The growing debate on the question of workers’ control seems to have reached an impasse for many socialists. Doctrinally, the progress made in recent years is considerable, but the problem of a strategy for the implementation of even the first and pioneer stages remains obscure.

Some on the Left regard the demand for full workers’ control as unrealistic in the present context of British society, however desirable a socialist goal it may be. Looking at the relatively quiescent surface of industrial relations, and remarking the absence of articulate working class demands, they conclude that no popular rank and file movement can occur. Yet they are genuinely appalled by the spectacular heaping up of pyramidal power centres in industry, trade unions and the state, and would alleviate this by the gradualist tactic of providing for a measure of increased ‘participation’ by workers in the management of nationalized industry, to be introduced through legislation by the next Labour Government. Such a programme, they argue, will not meet with fatal opposition from the Labour Parliamentary leadership, nor will it rely for success on a non-existent rank-and-file movement. It stands some chance of tactical success, since it does not challenge the basic assumptions on which our trade union and parliamentary leadership are working out their programme for a planned economy, nor does it incur the odium of seeking to generate that rank-and-file movement which it finds to be lacking!

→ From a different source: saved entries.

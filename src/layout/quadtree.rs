//! Region quadtree over node positions.
//!
//! The tree is a read-only snapshot: it is rebuilt from scratch every tick and
//! only answers "which points lie near here". Callers walk it top-down with
//! [`QuadTree::visit`] and prune every quad whose bounds miss their query window,
//! which keeps collision checks well below quadratic for dispersed layouts.

use super::types::{BoundingBox, Point};

/// Points closer than this on both axes are treated as coincident and share a leaf.
const COINCIDENT: f64 = 1e-9;

/// Depth cap; deeper inserts stay in the leaf they reached.
const MAX_DEPTH: usize = 32;

/// One cell of the partition
#[derive(Debug, Clone)]
pub struct Quad {
    bounds: BoundingBox,
    points: Vec<usize>,
    children: Option<[usize; 4]>,
}

impl Quad {
    fn leaf(bounds: BoundingBox) -> Self {
        Self {
            bounds,
            points: Vec::new(),
            children: None,
        }
    }

    pub fn bounds(&self) -> &BoundingBox {
        &self.bounds
    }

    /// Indices of the points stored directly in this quad (empty for internal quads)
    pub fn points(&self) -> &[usize] {
        &self.points
    }

    pub fn is_leaf(&self) -> bool {
        self.children.is_none()
    }
}

/// A quadtree snapshot of a set of points
#[derive(Debug, Clone, Default)]
pub struct QuadTree {
    quads: Vec<Quad>,
    positions: Vec<Point>,
}

impl QuadTree {
    /// Build a tree over `positions`; point `i` is reported as index `i`.
    pub fn build(positions: &[Point]) -> Self {
        let mut tree = Self {
            quads: Vec::new(),
            positions: positions.to_vec(),
        };
        let Some(root) = square_extent(positions) else {
            return tree;
        };
        tree.quads.push(Quad::leaf(root));
        for index in 0..positions.len() {
            tree.insert(index);
        }
        tree
    }

    pub fn len(&self) -> usize {
        self.positions.len()
    }

    pub fn is_empty(&self) -> bool {
        self.positions.is_empty()
    }

    /// Number of quads in the partition
    pub fn quad_count(&self) -> usize {
        self.quads.len()
    }

    /// Bounds of the root quad
    pub fn bounds(&self) -> Option<BoundingBox> {
        self.quads.first().map(|q| q.bounds)
    }

    /// Position of point `index` at build time, `None` if out of range
    pub fn position(&self, index: usize) -> Option<Point> {
        self.positions.get(index).copied()
    }

    fn insert(&mut self, index: usize) {
        let point = self.positions[index];
        let mut current = 0;
        let mut depth = 0;
        loop {
            if let Some(children) = self.quads[current].children {
                current = children[child_slot(&self.quads[current].bounds, point)];
                depth += 1;
                continue;
            }

            let quad = &self.quads[current];
            let must_share = quad.points.is_empty()
                || depth >= MAX_DEPTH
                || quad
                    .points
                    .first()
                    .is_some_and(|&p| coincident(self.positions[p], point));
            if must_share {
                self.quads[current].points.push(index);
                return;
            }

            self.split(current);
        }
    }

    /// Turn a leaf into an internal quad, pushing its points one level down.
    fn split(&mut self, current: usize) {
        let bounds = self.quads[current].bounds;
        let first = self.quads.len();
        for slot in 0..4 {
            self.quads.push(Quad::leaf(quadrant(&bounds, slot)));
        }
        let children = [first, first + 1, first + 2, first + 3];
        let points = std::mem::take(&mut self.quads[current].points);
        self.quads[current].children = Some(children);
        for p in points {
            let slot = child_slot(&bounds, self.positions[p]);
            self.quads[children[slot]].points.push(p);
        }
    }

    /// Walk the tree top-down, pre-order.
    ///
    /// `f` receives each quad; returning `true` skips that quad's children.
    pub fn visit<F>(&self, mut f: F)
    where
        F: FnMut(&Quad) -> bool,
    {
        if self.quads.is_empty() {
            return;
        }
        let mut stack = vec![0usize];
        while let Some(current) = stack.pop() {
            let quad = &self.quads[current];
            if f(quad) {
                continue;
            }
            if let Some(children) = quad.children {
                stack.extend(children.iter().rev());
            }
        }
    }

    /// Indices of every point whose build-time position lies inside `window`
    pub fn query(&self, window: &BoundingBox) -> Vec<usize> {
        let mut found = Vec::new();
        self.visit(|quad| {
            found.extend(
                quad.points()
                    .iter()
                    .copied()
                    .filter(|&p| window.contains(self.positions[p])),
            );
            !quad.bounds().intersects(window)
        });
        found
    }
}

fn coincident(a: Point, b: Point) -> bool {
    (a.x - b.x).abs() < COINCIDENT && (a.y - b.y).abs() < COINCIDENT
}

/// Square box covering all points, or `None` for an empty set
fn square_extent(positions: &[Point]) -> Option<BoundingBox> {
    let first = positions.first()?;
    let mut bounds = BoundingBox::new(first.x, first.y, 0.0, 0.0);
    for p in &positions[1..] {
        bounds = bounds.expand_to_include(*p);
    }
    let side = bounds.width.max(bounds.height).max(1.0);
    Some(BoundingBox::new(bounds.x, bounds.y, side, side))
}

/// Child index for `point`: bit 0 set for the right half, bit 1 for the bottom half
fn child_slot(bounds: &BoundingBox, point: Point) -> usize {
    let mid = bounds.center();
    let right = point.x >= mid.x;
    let bottom = point.y >= mid.y;
    (right as usize) | ((bottom as usize) << 1)
}

fn quadrant(bounds: &BoundingBox, slot: usize) -> BoundingBox {
    let w = bounds.width / 2.0;
    let h = bounds.height / 2.0;
    let x = if slot & 1 == 1 { bounds.x + w } else { bounds.x };
    let y = if slot & 2 == 2 { bounds.y + h } else { bounds.y };
    BoundingBox::new(x, y, w, h)
}
//! Error types for configuration and dataset loading

use ariadne::{Color, Label, Report, ReportKind, Source};
use thiserror::Error;

/// Byte range in source text
pub type Span = std::ops::Range<usize>;

/// Problems detected while building a tag cloud, before any simulation runs
#[derive(Error, Debug, PartialEq)]
pub enum ConfigError {
    #[error("must define a tag_labels accessor")]
    MissingTagLabels,

    #[error("must define a tag_size accessor")]
    MissingTagSize,

    #[error("canvas must have a positive finite size, got {width}x{height}")]
    InvalidCanvas { width: f64, height: f64 },

    #[error("font scale domain and range must be finite")]
    InvalidFontScale,

    #[error("invalid layout configuration: {0}")]
    InvalidLayout(String),
}

/// Problems loading a tag dataset
#[derive(Error, Debug)]
pub enum DatasetError {
    #[error("failed to read dataset: {0}")]
    Io(#[from] std::io::Error),

    #[error("invalid dataset: {message}")]
    Syntax { message: String, span: Option<Span> },

    #[error("duplicate tag label '{label}'")]
    DuplicateLabel { label: String, span: Option<Span> },

    #[error("tag '{label}' has a non-finite size")]
    InvalidSize { label: String, span: Option<Span> },
}

impl From<toml::de::Error> for DatasetError {
    fn from(err: toml::de::Error) -> Self {
        DatasetError::Syntax {
            message: err.message().to_string(),
            span: err.span(),
        }
    }
}

impl DatasetError {
    /// Source span of the error, when it points into the dataset text
    pub fn span(&self) -> Option<&Span> {
        match self {
            DatasetError::Io(_) => None,
            DatasetError::Syntax { span, .. }
            | DatasetError::DuplicateLabel { span, .. }
            | DatasetError::InvalidSize { span, .. } => span.as_ref(),
        }
    }

    /// Format the error with source context using ariadne
    pub fn format(&self, source: &str, filename: &str) -> String {
        let Some(span) = self.span().cloned() else {
            return format!("Error: {}", self);
        };

        let mut buf = Vec::new();
        let message = self.to_string();
        let written = Report::build(ReportKind::Error, filename, span.start)
            .with_message(&message)
            .with_label(
                Label::new((filename, span))
                    .with_message(&message)
                    .with_color(Color::Red),
            )
            .finish()
            .write((filename, Source::from(source)), &mut buf);
        if written.is_err() {
            return format!("Error: {}", self);
        }
        String::from_utf8_lossy(&buf).into_owned()
    }
}
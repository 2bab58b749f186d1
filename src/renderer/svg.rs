//! SVG generation from layout snapshots

use crate::layout::{BoundingBox, LayoutSnapshot, PlacedTag};
use crate::stylesheet::Stylesheet;

use super::SvgConfig;

/// Build SVG elements incrementally
pub struct SvgBuilder {
    config: SvgConfig,
    styles: Vec<String>,
    elements: Vec<String>,
    indent: usize,
}

impl SvgBuilder {
    /// Create a new SVG builder
    pub fn new(config: SvgConfig) -> Self {
        Self {
            config,
            styles: vec![],
            elements: vec![],
            indent: 1,
        }
    }

    /// Add CSS custom properties and per-lane rules from a stylesheet
    pub fn add_stylesheet(&mut self, stylesheet: &Stylesheet, num_groups: usize) {
        let prefix = self.prefix();
        let mut tokens: Vec<(&String, &String)> = stylesheet.colors.iter().collect();
        tokens.sort();

        let mut css = String::from(":root {\n");
        for (token, value) in tokens {
            css.push_str(&format!("      --{}: {};\n", token, value));
        }
        css.push_str("    }");
        self.styles.push(css);

        self.styles.push(format!(
            ".{}label {{ fill: {}; }}",
            prefix,
            stylesheet.resolve_or_default("label")
        ));
        self.styles.push(format!(
            ".{}marker {{ stroke: {}; }}",
            prefix,
            stylesheet.resolve_or_default("marker-stroke")
        ));
        for lane in 0..num_groups {
            self.styles.push(format!(
                ".{}group{} .{}marker {{ fill: {}; }}",
                prefix,
                lane,
                prefix,
                stylesheet.group_color(lane)
            ));
        }
    }

    fn prefix(&self) -> String {
        self.config.class_prefix.clone().unwrap_or_default()
    }

    fn indent_str(&self) -> String {
        if self.config.pretty_print {
            "  ".repeat(self.indent)
        } else {
            String::new()
        }
    }

    fn newline(&self) -> &str {
        if self.config.pretty_print {
            "\n"
        } else {
            ""
        }
    }

    /// Add a marker circle
    pub fn add_circle(&mut self, cx: f64, cy: f64, r: f64, classes: &[String]) {
        let prefix = self.prefix();
        let class_list = std::iter::once(format!("{}marker", prefix))
            .chain(classes.iter().cloned())
            .collect::<Vec<_>>()
            .join(" ");

        self.elements.push(format!(
            r#"{}<circle class="{}" cx="{}" cy="{}" r="{}"/>"#,
            self.indent_str(),
            class_list,
            cx,
            cy,
            r
        ));
    }

    /// Add a label centered on (x, y)
    pub fn add_text_element(&mut self, text: &str, x: f64, y: f64, font_size: f64) {
        let prefix = self.prefix();
        self.elements.push(format!(
            r#"{}<text class="{}label" x="{}" y="{}" font-size="{}" text-anchor="middle" dominant-baseline="middle">{}</text>"#,
            self.indent_str(),
            prefix,
            x,
            y,
            font_size,
            escape_xml(text)
        ));
    }

    /// Open a group element carrying the tag key and classes
    pub fn start_group(&mut self, key: Option<&str>, classes: &[String]) {
        let key_attr = key
            .map(|k| format!(r#" data-tag="{}""#, escape_xml(k)))
            .unwrap_or_default();
        let class_attr = if classes.is_empty() {
            String::new()
        } else {
            format!(r#" class="{}""#, classes.join(" "))
        };

        self.elements
            .push(format!("{}<g{}{}>", self.indent_str(), class_attr, key_attr));
        self.indent += 1;
    }

    /// Close a group element
    pub fn end_group(&mut self) {
        self.indent = self.indent.saturating_sub(1);
        self.elements.push(format!("{}</g>", self.indent_str()));
    }

    /// Build the final SVG string
    pub fn build(self, viewbox: BoundingBox) -> String {
        let padding = self.config.viewbox_padding;
        let vb_x = viewbox.x - padding;
        let vb_y = viewbox.y - padding;
        let vb_w = viewbox.width + 2.0 * padding;
        let vb_h = viewbox.height + 2.0 * padding;

        let nl = self.newline();

        let mut svg = String::new();

        if self.config.standalone {
            svg.push_str(r#"<?xml version="1.0" encoding="UTF-8"?>"#);
            svg.push_str(nl);
        }

        svg.push_str(&format!(
            r#"<svg xmlns="http://www.w3.org/2000/svg" viewBox="{} {} {} {}">"#,
            vb_x, vb_y, vb_w, vb_h
        ));
        svg.push_str(nl);

        if !self.styles.is_empty() {
            svg.push_str("  <style>");
            svg.push_str(nl);
            for style in &self.styles {
                svg.push_str("    ");
                svg.push_str(style);
                svg.push_str(nl);
            }
            svg.push_str("  </style>");
            svg.push_str(nl);
        }

        for elem in &self.elements {
            svg.push_str(elem);
            svg.push_str(nl);
        }

        svg.push_str("</svg>");

        svg
    }
}

/// Render a snapshot to an SVG string (with default stylesheet)
pub fn render_svg(snapshot: &LayoutSnapshot, config: &SvgConfig) -> String {
    render_svg_with_stylesheet(snapshot, config, &Stylesheet::default())
}

/// Render a snapshot to an SVG string with a custom stylesheet
pub fn render_svg_with_stylesheet(
    snapshot: &LayoutSnapshot,
    config: &SvgConfig,
    stylesheet: &Stylesheet,
) -> String {
    let mut builder = SvgBuilder::new(config.clone());
    builder.add_stylesheet(stylesheet, snapshot.num_groups);

    for tag in &snapshot.tags {
        render_tag(tag, config, &mut builder);
    }

    let viewbox = if config.fit_to_content {
        snapshot.bounds()
    } else {
        BoundingBox::new(0.0, 0.0, snapshot.canvas.width, snapshot.canvas.height)
    };
    builder.build(viewbox)
}

fn render_tag(tag: &PlacedTag, config: &SvgConfig, builder: &mut SvgBuilder) {
    let prefix = config.class_prefix.clone().unwrap_or_default();
    let classes = vec![format!("{}tag", prefix), format!("{}group{}", prefix, tag.group)];

    builder.start_group(Some(&tag.id), &classes);
    if config.show_markers {
        builder.add_circle(tag.x, tag.y, tag.radius, &[]);
    }
    builder.add_text_element(&tag.id, tag.x, tag.y, tag.font_size);
    builder.end_group();
}

/// Escape special XML characters
fn escape_xml(s: &str) -> String {
    s.replace('&', "&amp;")
        .replace('<', "&lt;")
        .replace('>', "&gt;")
        .replace('"', "&quot;")
        .replace('\'', "&apos;")
}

Others fear that such concessions as may be won by parliamentary legislation (and we may well witness some such, during the next few years) are in danger of pre-empting the growth of a popular demand for genuine and undiluted control. In support they would cite the negative aspects of Joint Consultation, or the experience of Co-determination in Germany, where one of the motives behind the introduction of those measures was to divert the German working class into a political activity, and away from socialism.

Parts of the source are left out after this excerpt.